対人恐怖症の私は、大学3年の春にゼミ面接に挑みました。しかし、面接前から予期不安に苛まれ、当日は緊張で思うように話せませんでした。さらには、面接官の大学生から馬鹿にされたような態度を取られたと勘違いし、私は挫折感と攻撃心に支配されていました。そしてゼミの合格発表の日がやってきました。
当然の結果にむかっ腹
合格発表の張り紙を見ると、当然のように私の名前はありませんでした。きっと大学生活のヒエラルキーの最上位にいる彼ら彼女らは、私をダンゴムシ程度にしか感じていなかったのだと思います。
議論をする余地もなく、「コイツはいらないよね」と全会一致、バンザイバンザイバンバンザイ、瞬殺で私を落選させる旨を、決議したに違いありません。
私は確かにキョドっていて、容姿も全くもってパッとせず、むしろ不快感を与える印象でした。ですが、ゼミはサークルではありません。私の容姿やキョどり具合は、重要ではないのです。
私は同じ面接で受けた誰よりも、起業に関する勉強をしてきました。高校生の頃から経営学の本を読み始め、会計の専門学校では日夜勉強しています。軽薄なライバルたちよりも、中小企業論のゼミに適した人間でした。
しかし、悲しいかな、私は対人恐怖であり、ただただ怯えるばかりであり、そのような事実を1ミリも伝えることができませんでした。さらに言えば、私の発言が所詮はハリボテの虚像であったことを彼らは見抜いていたのかもしれません。
「起業するって言ってるけど、何やるかわからないよね笑」
きっとお茶を片手に優雅に私を馬鹿にしていたのだと思います。その光景が容易に想像でき、私は自らのペラペラの張りぼてを、彼らに「ふっ」とひとふき、馬鹿にした呼吸で吹き飛ばされ、丸裸にされたような恥辱を感じました。
比較癖
私は項垂れながら、とぼとぼと専門学校に戻り、再び会計士の勉強をしようとしましたが、感情のコントロールができず、集中できませんでした。こんなに頑張って努力しているのに、対して努力もしない軽薄な大学生に差別されたことが苦しくて仕方がありませんでした。私は酷く落ち込み、大学生に対する怒りを着々と増幅させていました。

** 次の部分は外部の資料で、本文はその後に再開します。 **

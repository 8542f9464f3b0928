//! # Herald Events
//!
//! Integration events between services, on top of `herald-broker` and
//! `herald-transaction`.
//!
//! ## Features
//!
//! - **Publish after commit** - [`EventPublisher::execute`] runs a use case
//!   as a unit of work and only sends its staged events once every
//!   participant committed
//! - **Routing** - [`EventRouter`] maps each event type to exactly one
//!   [`IntegrationEventHandler`], fixed at startup
//! - **Idempotent consumption** - [`EventListener`] consults a
//!   [`DedupLedger`] before running a handler and records the message after
//!   it succeeds
//! - **Dead letters** - optional [`DeadLetterPolicy`] for messages that keep
//!   failing
//! - **Outbox** - [`OutboxParticipant`] and [`OutboxRelay`] for events that
//!   must survive a crash between commit and send
//! - **Stats** - [`EventTracker`] counts successes and failures per
//!   (topic, event type)
//!
//! ## Quick Start
//!
//! ```rust,ignore
//! use herald_events::prelude::*;
//!
//! let broker: Arc<dyn BrokerClient> = Arc::new(InMemoryBroker::new());
//! broker.connect().await?;
//!
//! // Producer
//! let publisher = EventPublisher::new(broker.clone(), "users");
//! publisher
//!     .execute(|uow| {
//!         async move {
//!             let event = uow.event("UserCreated", json!({"userId": "u-1"}));
//!             uow.stage_keyed("user-events", "u-1", event);
//!             Ok::<_, EventError>(())
//!         }
//!         .scope_boxed()
//!     })
//!     .await?;
//!
//! // Consumer
//! let router = EventRouter::builder()
//!     .register("UserCreated", WelcomeEmailHandler::new(mailer))?
//!     .build();
//! let ledger = Arc::new(InMemoryDedupLedger::new());
//! let listener = EventListener::new(broker.clone(), router, ledger);
//! let subscription = listener.listen("user-events", "notifications").await?;
//! ```

pub mod error;
pub mod event;
pub mod ledger;
pub mod listener;
pub mod outbox;
pub mod publisher;
pub mod router;
pub mod stats;

pub use error::{EventError, HandlerError, LedgerError, Result};
pub use event::{
    HEADER_CORRELATION_ID, HEADER_EVENT_ID, HEADER_EVENT_TYPE, HEADER_SOURCE, IntegrationEvent,
    METADATA_CAUSATION_ID, METADATA_CORRELATION_ID,
};
pub use ledger::{DedupLedger, DedupRecord, InMemoryDedupLedger};
pub use listener::{
    DeadLetterPolicy, Dispatch, EventListener, HEADER_DEAD_LETTER_REASON, HEADER_ORIGINAL_TOPIC,
};
pub use outbox::{
    InMemoryOutbox, OUTBOX_KEY, OutboxParticipant, OutboxRecord, OutboxRelay, OutboxStore,
    RelayReport,
};
pub use publisher::{EventPublisher, StagedEvent, UnitOfWork};
pub use router::{EventRouter, EventRouterBuilder, FnEventHandler, IntegrationEventHandler};
pub use stats::{EventStats, EventTracker, StatsSummary};

/// Prelude for common imports
pub mod prelude {
    pub use crate::error::{EventError, HandlerError, LedgerError};
    pub use crate::event::IntegrationEvent;
    pub use crate::ledger::{DedupLedger, DedupRecord, InMemoryDedupLedger};
    pub use crate::listener::{DeadLetterPolicy, EventListener};
    pub use crate::outbox::{InMemoryOutbox, OutboxParticipant, OutboxRelay};
    pub use crate::publisher::{EventPublisher, UnitOfWork};
    pub use crate::router::{EventRouter, FnEventHandler, IntegrationEventHandler};
    pub use crate::stats::{EventStats, EventTracker};
    pub use herald_broker::prelude::*;
    pub use herald_transaction::prelude::*;
}
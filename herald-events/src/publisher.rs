//! Publishing integration events after local writes commit.

use std::fmt;
use std::sync::Arc;

use herald_broker::{BrokerClient, OutgoingMessage, RecordMetadata};
use herald_transaction::{ScopedBoxFuture, TransactionContext};
use serde_json::Value;
use tracing::{debug, error, warn};

use crate::{
    EventError, HEADER_CORRELATION_ID, HEADER_EVENT_ID, HEADER_EVENT_TYPE, HEADER_SOURCE,
    IntegrationEvent, Result,
};

/// An event waiting for its unit of work to commit.
#[derive(Debug, Clone, PartialEq)]
pub struct StagedEvent {
    pub topic: String,
    pub key: Option<String>,
    pub event: IntegrationEvent,
}

/// The local writes and staged events of one use case.
///
/// Handed to the closure given to [`EventPublisher::execute`].
pub struct UnitOfWork {
    context: TransactionContext,
    staged: Vec<StagedEvent>,
    source: String,
}

impl UnitOfWork {
    fn new(source: &str) -> Self {
        Self {
            context: TransactionContext::new(),
            staged: Vec::new(),
            source: source.to_string(),
        }
    }

    /// Participants taking part in this unit.
    pub fn transaction(&mut self) -> &mut TransactionContext {
        &mut self.context
    }

    /// Build an event stamped with the publishing service.
    pub fn event(&self, event_type: impl Into<String>, payload: Value) -> IntegrationEvent {
        IntegrationEvent::new(event_type, payload, self.source.as_str())
    }

    /// Stage `event` for `topic`, keyed by its id.
    pub fn stage(&mut self, topic: impl Into<String>, event: IntegrationEvent) {
        self.staged.push(StagedEvent {
            topic: topic.into(),
            key: None,
            event,
        });
    }

    /// Stage `event` for `topic` under an explicit partitioning key.
    pub fn stage_keyed(
        &mut self,
        topic: impl Into<String>,
        key: impl Into<String>,
        event: IntegrationEvent,
    ) {
        self.staged.push(StagedEvent {
            topic: topic.into(),
            key: Some(key.into()),
            event,
        });
    }

    /// Events staged so far, in staging order.
    pub fn staged(&self) -> &[StagedEvent] {
        &self.staged
    }
}

/// Sends integration events through a shared broker client.
///
/// [`EventPublisher::execute`] is the publish-after-commit path: events
/// staged inside the unit are only sent once every participant committed,
/// and a failed send never undoes the local writes.
#[derive(Clone)]
pub struct EventPublisher {
    broker: Arc<dyn BrokerClient>,
    source: String,
}

impl EventPublisher {
    /// Create a publisher that stamps events with `source`.
    pub fn new(broker: Arc<dyn BrokerClient>, source: impl Into<String>) -> Self {
        Self {
            broker,
            source: source.into(),
        }
    }

    /// Name of the producing service.
    pub fn source(&self) -> &str {
        &self.source
    }

    /// Build an event stamped with this publisher's source.
    pub fn event(&self, event_type: impl Into<String>, payload: Value) -> IntegrationEvent {
        IntegrationEvent::new(event_type, payload, self.source.as_str())
    }

    /// Send `event` to `topic`, keyed by the event id.
    pub async fn publish(&self, topic: &str, event: &IntegrationEvent) -> Result<RecordMetadata> {
        self.send(topic, None, event).await
    }

    /// Send `event` to `topic` keyed by `key`, typically the aggregate id, so
    /// every event of one entity lands on the same partition.
    pub async fn publish_keyed(
        &self,
        topic: &str,
        key: &str,
        event: &IntegrationEvent,
    ) -> Result<RecordMetadata> {
        self.send(topic, Some(key), event).await
    }

    /// Run a use case as one unit of work.
    ///
    /// `f` performs its writes through [`UnitOfWork::transaction`] and stages
    /// events. When it succeeds the participants are committed and disposed,
    /// then the staged events are sent in staging order. When `f` or the
    /// commit fails everything is rolled back and nothing is sent.
    ///
    /// A send failure after the commit is reported as
    /// [`EventError::EventDeliveryFailed`]; the events after the failed one
    /// are not attempted and their ids are listed in the error.
    ///
    /// ```rust,ignore
    /// let user_id = publisher
    ///     .execute(|uow| {
    ///         async move {
    ///             uow.transaction()
    ///                 .get_or_register(DOCUMENT_KEY, || DocumentParticipant::begin(&store))
    ///                 .await?
    ///                 .session_mut()
    ///                 .insert("users", "u-1", json!({"name": "Ada"}))?;
    ///
    ///             let event = uow.event("UserCreated", json!({"userId": "u-1"}));
    ///             uow.stage_keyed("user-events", "u-1", event);
    ///             Ok::<_, EventError>("u-1")
    ///         }
    ///         .scope_boxed()
    ///     })
    ///     .await?;
    /// ```
    pub async fn execute<'a, F, T, E>(&self, f: F) -> std::result::Result<T, E>
    where
        F: for<'c> FnOnce(&'c mut UnitOfWork) -> ScopedBoxFuture<'a, 'c, std::result::Result<T, E>>
            + 'a,
        E: From<EventError> + fmt::Display,
    {
        let mut unit = UnitOfWork::new(&self.source);

        let outcome = match f(&mut unit).await {
            Ok(value) => match unit.context.commit().await {
                Ok(()) => Ok(value),
                Err(e) => {
                    error!(error = %e, "Unit of work commit failed, rolling back");
                    if let Err(e) = unit.context.rollback().await {
                        warn!(error = %e, "Rollback after failed commit also failed");
                    }
                    Err(E::from(EventError::TransactionFailed(e)))
                }
            },
            Err(e) => {
                debug!(
                    error = %e,
                    staged = unit.staged.len(),
                    "Use case failed, discarding staged events"
                );
                if let Err(e) = unit.context.rollback().await {
                    warn!(error = %e, "Rollback after failed use case also failed");
                }
                Err(e)
            }
        };

        if let Err(e) = unit.context.dispose().await {
            warn!(error = %e, "Failed to release transaction sessions");
        }

        let value = outcome?;
        self.flush(unit.staged).await.map_err(E::from)?;
        Ok(value)
    }

    async fn flush(&self, staged: Vec<StagedEvent>) -> Result<()> {
        let mut pending = staged.into_iter();
        while let Some(next) = pending.next() {
            match self.send(&next.topic, next.key.as_deref(), &next.event).await {
                Ok(_) => {}
                Err(EventError::EventDeliveryFailed { event_id, topic, source, .. }) => {
                    let unsent: Vec<String> = pending.map(|s| s.event.id().to_string()).collect();
                    error!(
                        event_id = %event_id,
                        topic = %topic,
                        unsent = unsent.len(),
                        error = %source,
                        "Event delivery failed after commit; local state kept"
                    );
                    return Err(EventError::EventDeliveryFailed {
                        event_id,
                        topic,
                        unsent,
                        source,
                    });
                }
                Err(e) => return Err(e),
            }
        }
        Ok(())
    }

    async fn send(
        &self,
        topic: &str,
        key: Option<&str>,
        event: &IntegrationEvent,
    ) -> Result<RecordMetadata> {
        let mut message = OutgoingMessage::new(event.to_json()?)
            .with_key(key.unwrap_or(event.id()))
            .with_header(HEADER_EVENT_ID, event.id())
            .with_header(HEADER_EVENT_TYPE, event.event_type())
            .with_header(HEADER_SOURCE, event.source());
        if let Some(correlation_id) = event.correlation_id() {
            message = message.with_header(HEADER_CORRELATION_ID, correlation_id);
        }

        match self.broker.send(topic, message).await {
            Ok(metadata) => {
                debug!(
                    topic,
                    event_id = event.id(),
                    event_type = event.event_type(),
                    correlation_id = ?event.correlation_id(),
                    partition = metadata.partition,
                    offset = metadata.offset,
                    "Integration event published"
                );
                Ok(metadata)
            }
            Err(source) => Err(EventError::EventDeliveryFailed {
                event_id: event.id().to_string(),
                topic: topic.to_string(),
                unsent: Vec::new(),
                source,
            }),
        }
    }
}

impl fmt::Debug for EventPublisher {
    fn fmt(&self, f: &mut fmt::Formatter<'_>) -> fmt::Result {
        f.debug_struct("EventPublisher")
            .field("source", &self.source)
            .field("connected", &self.broker.is_connected())
            .finish()
    }
}
//! Integration tests for herald-events

use std::sync::Arc;
use std::sync::atomic::{AtomicU32, Ordering};
use std::time::Duration;

use async_trait::async_trait;
use herald_broker::{
    BrokerClient, BrokerError, InMemoryBroker, MessageHandler, OutgoingMessage, RecordMetadata,
    Subscription,
};
use herald_events::{
    EventError, EventListener, EventPublisher, EventRouter, FnEventHandler, HandlerError,
    InMemoryDedupLedger, InMemoryOutbox, IntegrationEvent, OutboxParticipant, OutboxRecord,
    OutboxRelay,
};
use herald_transaction::{
    DOCUMENT_KEY, DocumentParticipant, InMemoryDocumentSession, InMemoryDocumentStore,
    ScopedFutureExt,
};
use parking_lot::Mutex;
use serde_json::json;

type MemoryDocument = DocumentParticipant<InMemoryDocumentSession>;

async fn wait_until<F: Fn() -> bool>(condition: F) {
    for _ in 0..200 {
        if condition() {
            return;
        }
        tokio::time::sleep(Duration::from_millis(5)).await;
    }
    panic!("condition not reached in time");
}

/// Broker that notes, at every send, whether user u-1 is already visible in
/// the document store.
struct SendObserver {
    inner: InMemoryBroker,
    documents: InMemoryDocumentStore,
    visible_at_send: Mutex<Vec<bool>>,
}

#[async_trait]
impl BrokerClient for SendObserver {
    async fn connect(&self) -> Result<(), BrokerError> {
        self.inner.connect().await
    }

    async fn disconnect(&self) -> Result<(), BrokerError> {
        self.inner.disconnect().await
    }

    async fn send(
        &self,
        topic: &str,
        message: OutgoingMessage,
    ) -> Result<RecordMetadata, BrokerError> {
        self.visible_at_send
            .lock()
            .push(self.documents.get("users", "u-1").is_some());
        self.inner.send(topic, message).await
    }

    async fn subscribe(
        &self,
        topic: &str,
        group: &str,
        handler: Arc<dyn MessageHandler>,
    ) -> Result<Subscription, BrokerError> {
        self.inner.subscribe(topic, group, handler).await
    }

    fn is_connected(&self) -> bool {
        self.inner.is_connected()
    }
}

#[tokio::test]
async fn test_event_is_sent_only_after_commit() {
    let documents = InMemoryDocumentStore::new();
    let observer = Arc::new(SendObserver {
        inner: InMemoryBroker::new(),
        documents: documents.clone(),
        visible_at_send: Mutex::new(Vec::new()),
    });
    observer.connect().await.unwrap();
    let publisher = EventPublisher::new(observer.clone(), "users");

    publisher
        .execute(|uow| {
            let documents = &documents;
            async move {
                uow.transaction()
                    .get_or_register::<MemoryDocument, _, _>(DOCUMENT_KEY, || {
                        DocumentParticipant::begin(documents)
                    })
                    .await?
                    .session_mut()
                    .insert("users", "u-1", json!({"name": "Ada"}))?;

                let event = uow.event("UserCreated", json!({"userId": "u-1"}));
                uow.stage_keyed("user-events", "u-1", event);
                Ok::<_, EventError>(())
            }
            .scope_boxed()
        })
        .await
        .unwrap();

    assert_eq!(*observer.visible_at_send.lock(), vec![true]);
    assert_eq!(documents.open_sessions(), 0);
}

#[tokio::test]
async fn test_commit_failure_sends_nothing() {
    let documents = InMemoryDocumentStore::new();
    documents.fail_next_commit("write conflict");
    let broker = Arc::new(InMemoryBroker::new());
    broker.connect().await.unwrap();
    let publisher = EventPublisher::new(broker.clone(), "users");

    let result = publisher
        .execute(|uow| {
            let documents = &documents;
            async move {
                uow.transaction()
                    .get_or_register::<MemoryDocument, _, _>(DOCUMENT_KEY, || {
                        DocumentParticipant::begin(documents)
                    })
                    .await?
                    .session_mut()
                    .insert("users", "u-1", json!({"name": "Ada"}))?;
                let event = uow.event("UserCreated", json!({}));
                uow.stage("user-events", event);
                Ok::<_, EventError>(())
            }
            .scope_boxed()
        })
        .await;

    assert!(matches!(result, Err(EventError::TransactionFailed(_))));
    assert!(broker.messages("user-events").await.is_empty());
    assert_eq!(documents.count("users"), 0);
    assert_eq!(documents.open_sessions(), 0);
}

#[tokio::test]
async fn test_redelivered_event_is_handled_once_end_to_end() {
    let broker = Arc::new(InMemoryBroker::new().with_partitions(3));
    broker.connect().await.unwrap();

    let calls = Arc::new(AtomicU32::new(0));
    let counter = calls.clone();
    let router = EventRouter::builder()
        .register(
            "UserCreated",
            FnEventHandler::new("welcome-email", move |_event: IntegrationEvent, _id: String| {
                counter.fetch_add(1, Ordering::SeqCst);
                async { Ok::<(), HandlerError>(()) }
            }),
        )
        .unwrap()
        .build();
    let ledger = Arc::new(InMemoryDedupLedger::new());
    let listener = EventListener::new(broker.clone(), router, ledger.clone());
    let subscription = listener.listen("user-events", "notifications").await.unwrap();

    // The same logical event sent twice, as a producer retry would.
    let publisher = EventPublisher::new(broker.clone(), "users");
    let event = publisher.event("UserCreated", json!({"userId": "u-1"})).with_id("evt-1");
    publisher.publish("user-events", &event).await.unwrap();
    publisher.publish("user-events", &event).await.unwrap();

    let partition = broker.messages("user-events").await[0].partition;
    wait_until(|| broker.committed_offset("user-events", "notifications", partition) == Some(2))
        .await;

    assert_eq!(calls.load(Ordering::SeqCst), 1);
    assert_eq!(ledger.len(), 1);
    assert!(ledger.get("evt-1", "welcome-email").is_some());

    subscription.unsubscribe().await.unwrap();
}

#[tokio::test]
async fn test_failing_handler_is_redelivered_until_it_succeeds() {
    let broker = Arc::new(
        InMemoryBroker::new()
            .with_partitions(1)
            .with_redelivery_delay(Duration::from_millis(5)),
    );
    broker.connect().await.unwrap();

    let calls = Arc::new(AtomicU32::new(0));
    let counter = calls.clone();
    let router = EventRouter::builder()
        .register(
            "UserCreated",
            FnEventHandler::new("welcome-email", move |_event: IntegrationEvent, _id: String| {
                let call = counter.fetch_add(1, Ordering::SeqCst);
                async move {
                    if call < 2 {
                        Err(HandlerError::failed("smtp down"))
                    } else {
                        Ok(())
                    }
                }
            }),
        )
        .unwrap()
        .build();
    let ledger = Arc::new(InMemoryDedupLedger::new());
    let listener = EventListener::new(broker.clone(), router, ledger.clone());
    let _subscription = listener.listen("user-events", "notifications").await.unwrap();

    let publisher = EventPublisher::new(broker.clone(), "users");
    publisher
        .publish("user-events", &publisher.event("UserCreated", json!({})))
        .await
        .unwrap();

    wait_until(|| broker.committed_offset("user-events", "notifications", 0) == Some(1)).await;
    assert_eq!(calls.load(Ordering::SeqCst), 3);
    assert_eq!(ledger.len(), 1);
}

#[tokio::test]
async fn test_outbox_records_commit_with_local_writes() {
    let documents = InMemoryDocumentStore::new();
    let outbox = Arc::new(InMemoryOutbox::new());
    let broker = Arc::new(InMemoryBroker::new());
    broker.connect().await.unwrap();
    let publisher = EventPublisher::new(broker.clone(), "users");

    publisher
        .execute(|uow| {
            let (documents, outbox) = (&documents, &outbox);
            async move {
                uow.transaction()
                    .get_or_register::<MemoryDocument, _, _>(DOCUMENT_KEY, || {
                        DocumentParticipant::begin(documents)
                    })
                    .await?
                    .session_mut()
                    .insert("users", "u-1", json!({"name": "Ada"}))?;

                let event = uow.event("UserCreated", json!({"userId": "u-1"}));
                OutboxParticipant::enlist(uow.transaction(), outbox)
                    .await?
                    .push(OutboxRecord::new("user-events", event).with_key("u-1"));
                Ok::<_, EventError>(())
            }
            .scope_boxed()
        })
        .await
        .unwrap();

    // Nothing is sent directly; the relay does it.
    assert!(broker.messages("user-events").await.is_empty());
    assert_eq!(outbox.len(), 1);

    let relay = OutboxRelay::new(outbox.clone(), publisher);
    let report = relay.process_batch(10).await.unwrap();
    assert_eq!(report.published, 1);

    let messages = broker.messages("user-events").await;
    assert_eq!(messages.len(), 1);
    assert_eq!(messages[0].key.as_deref(), Some("u-1"));
}

#[tokio::test]
async fn test_outbox_discarded_when_use_case_fails() {
    let outbox = Arc::new(InMemoryOutbox::new());
    let broker = Arc::new(InMemoryBroker::new());
    broker.connect().await.unwrap();
    let publisher = EventPublisher::new(broker.clone(), "users");

    let result: Result<(), EventError> = publisher
        .execute(|uow| {
            let outbox = &outbox;
            async move {
                let event = uow.event("UserCreated", json!({}));
                OutboxParticipant::enlist(uow.transaction(), outbox)
                    .await?
                    .add("user-events", event);
                Err(EventError::InvalidEventPayload("validation failed".into()))
            }
            .scope_boxed()
        })
        .await;

    assert!(result.is_err());
    assert!(outbox.is_empty());
}
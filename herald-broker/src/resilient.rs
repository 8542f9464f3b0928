//! Retry and timeout layer over any [`BrokerClient`].

use std::sync::Arc;
use std::time::Duration;

use async_trait::async_trait;
use tracing::{info, warn};

use crate::{
    BrokerClient, BrokerConfig, BrokerError, MessageHandler, OutgoingMessage, RecordMetadata,
    RetryPolicy, Subscription,
};

/// Wraps a backend so that `send` retries transient failures and every
/// attempt is bounded by the request timeout.
///
/// `connect` is bounded by the connection timeout and retried with the same
/// policy. `subscribe` and `disconnect` pass straight through.
pub struct ResilientBroker<B> {
    inner: B,
    retry: RetryPolicy,
    request_timeout: Duration,
    connection_timeout: Duration,
}

impl<B: BrokerClient> ResilientBroker<B> {
    /// Wrap `inner` using the retry policy and timeouts from `config`
    pub fn new(inner: B, config: &BrokerConfig) -> Self {
        Self {
            inner,
            retry: config.retry.clone(),
            request_timeout: config.request_timeout,
            connection_timeout: config.connection_timeout,
        }
    }

    /// Replace the retry policy
    pub fn with_retry(mut self, retry: RetryPolicy) -> Self {
        self.retry = retry;
        self
    }

    /// Replace the per-attempt request timeout
    pub fn with_request_timeout(mut self, timeout: Duration) -> Self {
        self.request_timeout = timeout;
        self
    }

    /// Get the wrapped backend
    pub fn inner(&self) -> &B {
        &self.inner
    }

    /// Get the retry policy
    pub fn retry_policy(&self) -> &RetryPolicy {
        &self.retry
    }

    /// Wrap into a shareable trait object
    pub fn into_shared(self) -> Arc<dyn BrokerClient>
    where
        B: 'static,
    {
        Arc::new(self)
    }
}

#[async_trait]
impl<B: BrokerClient> BrokerClient for ResilientBroker<B> {
    async fn connect(&self) -> Result<(), BrokerError> {
        let timeout = self.connection_timeout;
        self.retry
            .run("connect", || async move {
                tokio::time::timeout(timeout, self.inner.connect())
                    .await
                    .map_err(|_| BrokerError::Timeout(format!("connect exceeded {timeout:?}")))?
            })
            .await?;
        info!("Broker connected");
        Ok(())
    }

    async fn disconnect(&self) -> Result<(), BrokerError> {
        self.inner.disconnect().await
    }

    async fn send(
        &self,
        topic: &str,
        message: OutgoingMessage,
    ) -> Result<RecordMetadata, BrokerError> {
        let timeout = self.request_timeout;
        let result = self
            .retry
            .run("send", || {
                let message = message.clone();
                async move {
                    tokio::time::timeout(timeout, self.inner.send(topic, message))
                        .await
                        .map_err(|_| {
                            BrokerError::Timeout(format!("send to '{topic}' exceeded {timeout:?}"))
                        })?
                }
            })
            .await;

        if let Err(ref e) = result {
            warn!(topic, error = %e, "Send failed");
        }
        result
    }

    async fn subscribe(
        &self,
        topic: &str,
        group: &str,
        handler: Arc<dyn MessageHandler>,
    ) -> Result<Subscription, BrokerError> {
        self.inner.subscribe(topic, group, handler).await
    }

    fn is_connected(&self) -> bool {
        self.inner.is_connected()
    }
}
impl PartialEq for LiveSet {
    fn eq(&self, other: &Self) -> bool {
        self.0.as_slice() == other.0.as_slice()
    }
}

impl fmt::Debug for LiveSet {
    fn fmt(&self, f: &mut fmt::Formatter<'_>) -> fmt::Result {
        f.debug_list().entries(self.0.iter()).finish()
    }
}

impl<'a> IntoIterator for &'a LiveSet {
    type Item = &'a Transaction;
    type IntoIter = std::slice::Iter<'a, Transaction>;

    fn into_iter(self) -> Self::IntoIter {
        self.0.iter()
    }
}

// ============================================================================
// Shared state
// ============================================================================

/// State shared by every handle to one set; transactions hold it weakly
pub(crate) struct Shared {
    config: CoreConfig,
    handlers: RwLock<Arc<HashMap<String, Handler>>>,
    pre: RwLock<Arc<Vec<Handler>>>,
    post: RwLock<Arc<Vec<Handler>>>,
    live: BehaviorSubject<LiveSet>,
    next_id: AtomicU64,
    closed: AtomicBool,
}

impl Shared {
    fn new(config: CoreConfig) -> Self {
        Self {
            config,
            handlers: RwLock::new(Arc::new(HashMap::new())),
            pre: RwLock::new(Arc::new(Vec::new())),
            post: RwLock::new(Arc::new(Vec::new())),
            live: BehaviorSubject::new(LiveSet::default()),
            next_id: AtomicU64::new(0),
            closed: AtomicBool::new(false),
        }
    }

    fn trace_snapshot(&self) {
        if self.config.trace_snapshots {
            let live = self.live.value();
            trace!(
                target: "transact::set",
                live = live.len(),
                actions = ?live.actions(),
                "snapshot"
            );
        }
    }

    fn push(&self, trans: &Transaction) {
        let published = self.live.update(|set| {
            if set.contains(trans) {
                None
            } else {
                Some(set.with(trans))
            }
        });
        if published {
            self.trace_snapshot();
        }
    }

    /// React to a state change of `trans`.
    ///
    /// Untracked transactions are ignored. A tracked transaction that ended
    /// is removed and handed to the post chain; otherwise a fresh snapshot
    /// is published.
    pub(crate) fn update_trans(&self, trans: &Transaction) {
        let ended = trans.is_ended();
        let mut removed = false;
        let published = self.live.update(|set| {
            if !set.contains(trans) {
                return None;
            }
            if ended {
                removed = true;
                Some(set.without(trans))
            } else {
                set.refreshed(trans)
            }
        });
        if published {
            self.trace_snapshot();
        }
        if removed {
            debug!(
                target: "transact::set",
                id = trans.id(),
                action = %trans.action(),
                state = %trans.state(),
                "transaction retired"
            );
            self.run_post(trans);
        }
    }

    fn run_pre(&self, trans: &Transaction) {
        let hooks = self.pre.read().clone();
        for hook in hooks.iter() {
            if trans.is_ended() {
                debug!(
                    target: "transact::set",
                    id = trans.id(),
                    hook = %hook.name(),
                    "vetoed by pre hook"
                );
                break;
            }
            run_hook(hook, trans);
        }
    }

    fn run_post(&self, trans: &Transaction) {
        let hooks = self.post.read().clone();
        if hooks.is_empty() {
            return;
        }
        trans.begin_review();
        for hook in hooks.iter() {
            run_hook(hook, trans);
        }
        trans.end_review();
    }
}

時間になり、帰路につくと、間の悪いことに、新宿駅のあたりから、酒で酔っ払った大学生が集団で乗車してきました。テンションが高く、着飾った服で、酒池肉林男女が入り乱れ、この世の楽しみを、全身で享受しているかのごとくでした。方や私は、何ひとつ大学生らしい楽しみを味わっていません。
いや、正確に言えば橋本さんという、彼女はいました。しかし、橋本さんはいわゆるピチピチもぎたてギャルではないのです。橋本さんは、真面目な「おしん」のような、わびさびが利いた女性で、耐える姿が美しいという魅力がありました。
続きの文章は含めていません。